=== DATA ===
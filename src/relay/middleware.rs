use axum::{
    body::Body,
    http::{HeaderName, HeaderValue, Request},
    middleware::Next,
    response::Response,
};
use std::time::Instant;

pub const TIMING_HEADER: HeaderName = HeaderName::from_static("x-utm-relay-timing-ms");

/// Report the time spent handling the request, tracking call included.
pub async fn record_timing(request: Request<Body>, next: Next) -> Response {
    let start = Instant::now();
    let mut response = next.run(request).await;
    if let Ok(value) = HeaderValue::from_str(&start.elapsed().as_millis().to_string()) {
        response.headers_mut().insert(TIMING_HEADER, value);
    }
    response
}
//! Outbound HTTP for beacons and the vendor script.

use std::time::Duration;

use anyhow::Context;
use async_trait::async_trait;
use reqwest::Client;
use thiserror::Error;
use tracing::debug;

#[derive(Debug, Error)]
pub enum TransportError {
    #[error("request failed: {0}")]
    Request(#[from] reqwest::Error),
    #[error("unexpected status {0}")]
    Status(u16),
    #[error(transparent)]
    Other(#[from] anyhow::Error),
}

pub type TransportResult<T> = Result<T, TransportError>;

/// A GET issued on behalf of a visitor. The visitor's headers are forwarded
/// so the collector attributes the hit to the browser, not to this service.
#[derive(Debug, Clone, Default, PartialEq, Eq)]
pub struct BeaconRequest {
    pub url: String,
    pub user_agent: Option<String>,
    pub accept_language: Option<String>,
    pub remote_address: Option<String>,
}

impl BeaconRequest {
    pub fn new(url: impl Into<String>) -> Self {
        Self {
            url: url.into(),
            ..Default::default()
        }
    }
}

#[async_trait]
pub trait Transport: Send + Sync {
    /// Fetch the URL and return the response body.
    async fn get(&self, request: &BeaconRequest) -> TransportResult<String>;
}

/// [`Transport`] backed by a shared reqwest client.
#[derive(Clone)]
pub struct ReqwestTransport {
    client: Client,
}

impl ReqwestTransport {
    pub fn new(timeout: Duration) -> anyhow::Result<Self> {
        let client = Client::builder()
            .user_agent(concat!("utm-relay/", env!("CARGO_PKG_VERSION")))
            .timeout(timeout)
            .build()
            .context("failed to build HTTP client for beacon delivery")?;
        Ok(Self { client })
    }
}

#[async_trait]
impl Transport for ReqwestTransport {
    async fn get(&self, request: &BeaconRequest) -> TransportResult<String> {
        let mut builder = self.client.get(&request.url);
        if let Some(user_agent) = request.user_agent.as_deref().filter(|ua| !ua.is_empty()) {
            builder = builder.header(reqwest::header::USER_AGENT, user_agent);
        }
        if let Some(language) = request.accept_language.as_deref().filter(|l| !l.is_empty()) {
            builder = builder.header(reqwest::header::ACCEPT_LANGUAGE, language);
        }
        if let Some(address) = request.remote_address.as_deref().filter(|a| !a.is_empty()) {
            builder = builder.header("x-forwarded-for", address);
        }

        let response = builder.send().await?;
        let status = response.status();
        debug!(url = %request.url, status = status.as_u16(), "beacon transport response");
        if !status.is_success() {
            return Err(TransportError::Status(status.as_u16()));
        }
        Ok(response.text().await?)
    }
}
//! Extractor: container of sealed entries → filesystem subtree
//!
//! Entries are processed in container order. Each stored path becomes nested
//! directories under the destination root, the exact inverse of the
//! archiver's mapping.
//!
//! Extraction is NOT atomic. Entries written before a failing entry stay on
//! disk. By default the first entry that fails to open aborts the run; with
//! `keep_going` such entries are skipped and listed in the report instead.
//!
//! Directory permission bits are applied after all entries are written,
//! deepest first, so a directory recorded as read-only still receives its
//! children.

use std::path::{Path, PathBuf};

use tracing::{debug, info, warn};
use vzip_crypto::{decrypt, CryptoError, Key};

use crate::container::ContainerReader;
use crate::error::{ArchiveError, ArchiveResult};
use crate::fs::{Filesystem, LocalFs};
use crate::zipfile::open_container;
use crate::ProgressFn;

#[derive(Debug, Clone, Default)]
pub struct ExtractOptions {
    /// Skip entries that fail to decrypt instead of aborting
    pub keep_going: bool,
}

/// An entry skipped under `keep_going`.
#[derive(Debug)]
pub struct EntryFailure {
    pub entry: String,
    pub error: CryptoError,
}

#[derive(Debug, Default)]
pub struct ExtractReport {
    pub files: usize,
    pub directories: usize,
    pub bytes: u64,
    pub failures: Vec<EntryFailure>,
}

impl ExtractReport {
    pub fn is_complete(&self) -> bool {
        self.failures.is_empty()
    }
}

/// Extract every entry of `reader` under `dest_root`.
pub fn extract<F, R>(
    fs: &F,
    reader: &mut R,
    dest_root: &Path,
    key: &Key,
    options: &ExtractOptions,
    progress: Option<&ProgressFn>,
) -> ArchiveResult<ExtractReport>
where
    F: Filesystem,
    R: ContainerReader,
{
    fs.create_dir_all(dest_root)
        .map_err(|source| ArchiveError::PathCreation {
            path: dest_root.to_path_buf(),
            source,
        })?;

    let mut report = ExtractReport::default();
    let mut dir_modes: Vec<(PathBuf, u32)> = Vec::new();

    let result = extract_entries(
        fs,
        reader,
        dest_root,
        key,
        options,
        progress,
        &mut report,
        &mut dir_modes,
    );

    // Apply recorded directory modes even after an abort, so whatever was
    // materialised looks the way the container describes it.
    let modes = apply_dir_modes(fs, dir_modes);

    if let Err(e) = result {
        warn!(
            files = report.files,
            directories = report.directories,
            "extraction aborted; entries already written were left in place"
        );
        return Err(e);
    }
    modes?;

    if !report.failures.is_empty() {
        warn!(
            failed = report.failures.len(),
            "extraction finished with entries that could not be decrypted"
        );
    }
    Ok(report)
}

#[allow(clippy::too_many_arguments)]
fn extract_entries<F, R>(
    fs: &F,
    reader: &mut R,
    dest_root: &Path,
    key: &Key,
    options: &ExtractOptions,
    progress: Option<&ProgressFn>,
    report: &mut ExtractReport,
    dir_modes: &mut Vec<(PathBuf, u32)>,
) -> ArchiveResult<()>
where
    F: Filesystem,
    R: ContainerReader,
{
    let total = reader.len() as u64;

    for index in 0..reader.len() {
        let entry = reader.read_entry(index)?;
        let target = entry.path.to_fs_path(dest_root);
        let name = entry.path.to_string();

        if entry.is_dir {
            fs.create_dir_all(&target)
                .map_err(|source| ArchiveError::PathCreation {
                    path: target.clone(),
                    source,
                })?;
            dir_modes.push((target, entry.mode));
            report.directories += 1;
            debug!(entry = %name, "created directory");
        } else {
            if let Some(parent) = target.parent() {
                fs.create_dir_all(parent)
                    .map_err(|source| ArchiveError::PathCreation {
                        path: parent.to_path_buf(),
                        source,
                    })?;
            }

            match decrypt(&entry.payload, key) {
                Ok(plaintext) => {
                    fs.write_file(&target, &plaintext, entry.mode)
                        .map_err(|source| ArchiveError::DestinationWrite {
                            path: target.clone(),
                            source,
                        })?;
                    report.files += 1;
                    report.bytes += plaintext.len() as u64;
                    debug!(entry = %name, bytes = plaintext.len(), "extracted file");
                }
                Err(error) if options.keep_going => {
                    warn!(entry = %name, %error, "skipping entry");
                    report.failures.push(EntryFailure { entry: name.clone(), error });
                }
                Err(error) => {
                    return Err(ArchiveError::Entry {
                        entry: name,
                        source: error,
                    });
                }
            }
        }

        if let Some(cb) = progress {
            cb(index as u64 + 1, total, &name);
        }
    }
    Ok(())
}

fn apply_dir_modes<F: Filesystem>(fs: &F, mut dir_modes: Vec<(PathBuf, u32)>) -> ArchiveResult<()> {
    dir_modes.sort_by_key(|(path, _)| std::cmp::Reverse(path.components().count()));
    for (path, mode) in dir_modes {
        fs.set_mode(&path, mode)
            .map_err(|source| ArchiveError::DestinationWrite { path, source })?;
    }
    Ok(())
}

/// Extract a container file into `dest_root` on the local disk.
pub fn extract_from_path(
    container: &Path,
    dest_root: &Path,
    key: &Key,
    options: &ExtractOptions,
    progress: Option<&ProgressFn>,
) -> ArchiveResult<ExtractReport> {
    info!(
        container = %container.display(),
        dest = %dest_root.display(),
        "extract starting"
    );

    let mut reader = open_container(container)?;
    let report = extract(&LocalFs, &mut reader, dest_root, key, options, progress)?;

    info!(
        files = report.files,
        directories = report.directories,
        bytes = report.bytes,
        "extract complete"
    );
    Ok(report)
}

#[cfg(test)]
mod tests {
    use super::*;
    use crate::archiver::{archive, ArchiveOptions};
    use crate::container::{ContainerWriter, StoredEntry};
    use crate::error::ContainerError;
    use crate::memfs::MemFs;
    use crate::path::EntryPath;
    use crate::zipfile::{ZipContainerReader, ZipContainerWriter};
    use std::io::{Cursor, Write};
    use vzip_crypto::KEY_SIZE;

    fn key() -> Key {
        Key::from_bytes([3u8; KEY_SIZE])
    }

    /// In-memory reader over prepared entries, for corrupting payloads.
    struct VecReader(Vec<StoredEntry>);

    impl ContainerReader for VecReader {
        fn len(&self) -> usize {
            self.0.len()
        }

        fn read_entry(&mut self, index: usize) -> Result<StoredEntry, ContainerError> {
            Ok(self.0[index].clone())
        }
    }

    fn archived_entries(fs: &MemFs, source: &str) -> Vec<StoredEntry> {
        let writer = ZipContainerWriter::new(Cursor::new(Vec::new()));
        let (_, cursor) =
            archive(fs, Path::new(source), writer, &key(), &ArchiveOptions::default(), None)
                .unwrap();
        let mut reader = ZipContainerReader::new(Cursor::new(cursor.into_inner())).unwrap();
        (0..reader.len()).map(|i| reader.read_entry(i).unwrap()).collect()
    }

    fn scenario_fs() -> MemFs {
        let src = MemFs::new();
        src.add_file("/in/tree/a.txt", b"x", 0o644);
        src.add_file("/in/tree/sub/b.txt", b"y", 0o600);
        src.add_file("/in/tree/sub/c.txt", b"z", 0o644);
        src
    }

    #[test]
    fn test_roundtrip_into_memfs() {
        let src = scenario_fs();
        let mut reader = VecReader(archived_entries(&src, "/in/tree"));
        let out = MemFs::new();

        let report = extract(
            &out,
            &mut reader,
            Path::new("/out"),
            &key(),
            &ExtractOptions::default(),
            None,
        )
        .unwrap();

        assert_eq!(report.files, 3);
        assert_eq!(out.file("/out/tree/a.txt"), Some((b"x".to_vec(), 0o644)));
        assert_eq!(out.file("/out/tree/sub/b.txt"), Some((b"y".to_vec(), 0o600)));
        assert_eq!(out.paths_under("/out"), src.paths_under("/in"));
    }

    #[test]
    fn test_corrupt_entry_aborts_by_default() {
        let mut entries = archived_entries(&scenario_fs(), "/in/tree");
        // entries: tree/, tree/a.txt, tree/sub/, tree/sub/b.txt, tree/sub/c.txt
        let last = entries[3].payload.len() - 1;
        entries[3].payload[last] ^= 0xFF;

        let out = MemFs::new();
        let err = extract(
            &out,
            &mut VecReader(entries),
            Path::new("/out"),
            &key(),
            &ExtractOptions::default(),
            None,
        )
        .unwrap_err();

        assert!(err.is_authentication_failure());
        // Written before the failure and not rolled back
        assert!(out.file("/out/tree/a.txt").is_some());
        // Never reached
        assert!(out.file("/out/tree/sub/c.txt").is_none());
    }

    #[test]
    fn test_corrupt_entry_skipped_with_keep_going() {
        let mut entries = archived_entries(&scenario_fs(), "/in/tree");
        let last = entries[3].payload.len() - 1;
        entries[3].payload[last] ^= 0xFF;

        let out = MemFs::new();
        let report = extract(
            &out,
            &mut VecReader(entries),
            Path::new("/out"),
            &key(),
            &ExtractOptions { keep_going: true },
            None,
        )
        .unwrap();

        assert_eq!(report.files, 2);
        assert_eq!(report.failures.len(), 1);
        assert_eq!(report.failures[0].entry, "tree/sub/b.txt");
        assert!(matches!(report.failures[0].error, CryptoError::AuthenticationFailed));
        assert!(!report.is_complete());
        assert!(out.file("/out/tree/sub/b.txt").is_none());
        assert_eq!(out.file("/out/tree/sub/c.txt"), Some((b"z".to_vec(), 0o644)));
    }

    #[test]
    fn test_truncated_payload_reported() {
        let mut entries = archived_entries(&scenario_fs(), "/in/tree");
        entries[1].payload.truncate(5);

        let err = extract(
            &MemFs::new(),
            &mut VecReader(entries),
            Path::new("/out"),
            &key(),
            &ExtractOptions::default(),
            None,
        )
        .unwrap_err();

        assert!(matches!(
            err.crypto_error(),
            Some(CryptoError::PayloadTooShort { len: 5, .. })
        ));
    }

    #[test]
    fn test_wrong_key_fails_every_file() {
        let entries = archived_entries(&scenario_fs(), "/in/tree");
        let report = extract(
            &MemFs::new(),
            &mut VecReader(entries),
            Path::new("/out"),
            &Key::from_bytes([4u8; KEY_SIZE]),
            &ExtractOptions { keep_going: true },
            None,
        )
        .unwrap();

        assert_eq!(report.files, 0);
        assert_eq!(report.failures.len(), 3);
        assert!(report
            .failures
            .iter()
            .all(|f| matches!(f.error, CryptoError::AuthenticationFailed)));
    }

    #[test]
    fn test_file_only_containers_get_parent_dirs() {
        // Older containers carry no directory entries at all
        let mut writer = ZipContainerWriter::new(Cursor::new(Vec::new()));
        let payload = vzip_crypto::encrypt(b"deep", &key()).unwrap();
        writer
            .new_entry(&EntryPath::parse("top/a/b/c.txt").unwrap(), 0o644)
            .unwrap()
            .write_all(&payload)
            .unwrap();
        let bytes = writer.close().unwrap().into_inner();

        let out = MemFs::new();
        extract(
            &out,
            &mut ZipContainerReader::new(Cursor::new(bytes)).unwrap(),
            Path::new("/out"),
            &key(),
            &ExtractOptions::default(),
            None,
        )
        .unwrap();

        assert_eq!(out.file("/out/top/a/b/c.txt"), Some((b"deep".to_vec(), 0o644)));
    }

    #[test]
    fn test_dir_modes_applied_after_children() {
        let src = MemFs::new();
        src.add_dir("/in/ro", 0o555);
        src.add_file("/in/ro/inner.txt", b"i", 0o444);

        let out = MemFs::new();
        extract(
            &out,
            &mut VecReader(archived_entries(&src, "/in/ro")),
            Path::new("/out"),
            &key(),
            &ExtractOptions::default(),
            None,
        )
        .unwrap();

        assert_eq!(out.dir_mode("/out/ro"), Some(0o555));
        assert_eq!(out.file("/out/ro/inner.txt"), Some((b"i".to_vec(), 0o444)));
    }

    #[test]
    fn test_existing_directories_are_fine() {
        let out = MemFs::new();
        out.add_dir("/out/tree/sub", 0o755);

        let report = extract(
            &out,
            &mut VecReader(archived_entries(&scenario_fs(), "/in/tree")),
            Path::new("/out"),
            &key(),
            &ExtractOptions::default(),
            None,
        )
        .unwrap();
        assert_eq!(report.directories, 2);
    }

    #[test]
    fn test_dest_blocked_by_file_is_path_creation_error() {
        let out = MemFs::new();
        out.add_file("/out/tree", b"in the way", 0o644);

        let err = extract(
            &out,
            &mut VecReader(archived_entries(&scenario_fs(), "/in/tree")),
            Path::new("/out"),
            &key(),
            &ExtractOptions::default(),
            None,
        )
        .unwrap_err();
        assert!(matches!(err, ArchiveError::PathCreation { .. }));
    }
}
===
• REQUIRED ACTION: Pull every line containing "ZipContainerReader" out of the records.

• TASK OUTPUT:
    use crate::zipfile::{ZipContainerReader, ZipContainerWriter};
        let mut reader = ZipContainerReader::new(Cursor::new(cursor.into_inner())).unwrap();
            &mut ZipContainerReader::new(Cursor::new(bytes)).unwrap(),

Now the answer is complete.